上生倒是不惧司命身上隐隐的怒气,道:“你这样带着一个妖精回天界,究竟是把南斗置于何地?”
“你何时在意过南斗之事?今日借着这来压我,先看看你自己做了什么。”
司命没有了平日的温雅,他怀中的绸南气息越发的微弱,之前在洞中,若不是绸南吊着一口气帮他们出谋划策,现在哪里回得来,上生不懂司命的心情,更不知发生了什么事,适才两人气势不相上下,对峙在门口。
“你知不知道你在做什么?她是妖。”
“妖又如何?”
“你堂堂一个上君,干嘛非要和一个妖扯在一起。还有,你这么做,奕青怎么办?”
“这事和奕青没关系。”
上生一张脸气的黑白青,他冷哼一声,甩袖离去,倒是把高汶殿里还在养伤的宋云州给忘到了九霄云外去。宋云州感受到上生离去的气息,随后苦着一张脸,有些无语的望着高汶殿上的房梁。

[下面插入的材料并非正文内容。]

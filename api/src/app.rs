//! Application factory
//!
//! Builds the actix-web application around an [`AppState`]. Generic over the
//! repositories so the binary can run on MySQL and tests on memory.

use std::sync::Arc;

use actix_web::{
    body::MessageBody,
    dev::{ServiceFactory, ServiceRequest, ServiceResponse},
    http::StatusCode,
    web, App, HttpResponse,
};
use sg_core::repositories::{RevocationRepository, UserRepository};
use sg_shared::{error_codes, Environment, HealthResponse};
use tracing_actix_web::TracingLogger;

use crate::config::CorsConfig;
use crate::handlers::error::{error_response, json_error_handler};
use crate::middleware::{
    auth::{AccessTokenVerifier, JwtAuth},
    cors::create_cors,
};
use crate::routes::auth::{
    login::login, logout::logout, me::me, refresh::refresh, register::register, AppState,
};

/// Create and configure the application with all dependencies
pub fn create_app<R, U>(
    app_state: web::Data<AppState<R, U>>,
    environment: Environment,
    cors_config: &CorsConfig,
) -> App<
    impl ServiceFactory<
        ServiceRequest,
        Config = (),
        Response = ServiceResponse<impl MessageBody>,
        Error = actix_web::Error,
        InitError = (),
    >,
>
where
    R: RevocationRepository + 'static,
    U: UserRepository + 'static,
{
    let verifier: Arc<dyn AccessTokenVerifier> = app_state.token_service.clone();

    App::new()
        .app_data(app_state)
        .app_data(web::Data::new(verifier))
        .app_data(web::JsonConfig::default().error_handler(json_error_handler))
        // Last wrap runs first: request span, then CORS
        .wrap(create_cors(environment, cors_config))
        .wrap(TracingLogger::default())
        .route("/health", web::get().to(health_check))
        .service(
            web::scope("/auth")
                .route("/register", web::post().to(register::<R, U>))
                .route("/login", web::post().to(login::<R, U>))
                .route("/refresh", web::post().to(refresh::<R, U>))
                .service(
                    web::resource("/logout")
                        .wrap(JwtAuth::new())
                        .route(web::post().to(logout::<R, U>)),
                )
                .service(
                    web::resource("/me")
                        .wrap(JwtAuth::new())
                        .route(web::get().to(me)),
                ),
        )
        .default_service(web::route().to(not_found))
}

/// Health check endpoint handler
async fn health_check() -> HttpResponse {
    HttpResponse::Ok().json(HealthResponse::healthy(
        "sessionguard-api",
        env!("CARGO_PKG_VERSION"),
    ))
}

/// Default 404 handler
async fn not_found() -> HttpResponse {
    error_response(
        StatusCode::NOT_FOUND,
        "The requested resource was not found",
        error_codes::NOT_FOUND,
    )
}
pub mod r#trait {
    pub use super::trait_::*;
}
#[path = "trait.rs"]
mod trait_;
pub mod memory;

pub use memory::InMemoryUserRepository;
pub use r#trait::UserRepository;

这上生,走也不把他带走,有妖精的地方多污染空气,况且还是一条腥臭的蛇妖。宋云州闭上眼睛,默念着司命不要把这只蛇妖放在高汶殿附近的其他殿内,但是天不遂人愿,司命显然没听着宋云州的心声,把绸南安置在高汶殿西边的昭和殿内,将药给绸南服了下去,便是急冲冲的往外走。
守门的仙侍有些忐忑的拦住司命,道:“上君,兽尊已经回来了,看样子身体应是有些不爽。”
“兽尊受伤了?”
司命眉头皱的更紧了,他折了回去,司禄从门槛上跨进来,理了理袖子,抓住那小仙侍,问道:“你刚刚说的可是真的?”
“这事情小仙怎敢说谎?刚刚上生星君来的时候便是要了不少伤药进了高汶殿,兽尊大人一回来便是闭门不出,衣服上还有不少血迹,估摸着是受了伤。”
司禄手中的金算盘早就收了起来,随后提着衣摆,便是火急火燎的往高汶殿赶去。孤重兽尊受伤,这可是大事啊,这祖宗可是他们南斗的镇盘之宝,要是出个意外,这天上还指不定到时候降个什么天罚。这南斗星盘的一干神仙到时候可就真的要遭殃了。
不过他倒是好奇孤重怎么就受了那么重的伤。比他们从长白山还先回来,难不成是遇上了关峭?
司禄想到这里,脸上顿时放光芒,他赶快走了几步,才猛然想起刚刚忘记问北斗的隐元星君如何了。
不过这也没时间再回去问,还不如直接去问孤重兽尊。
适才,司禄便是欣然加快了脚步。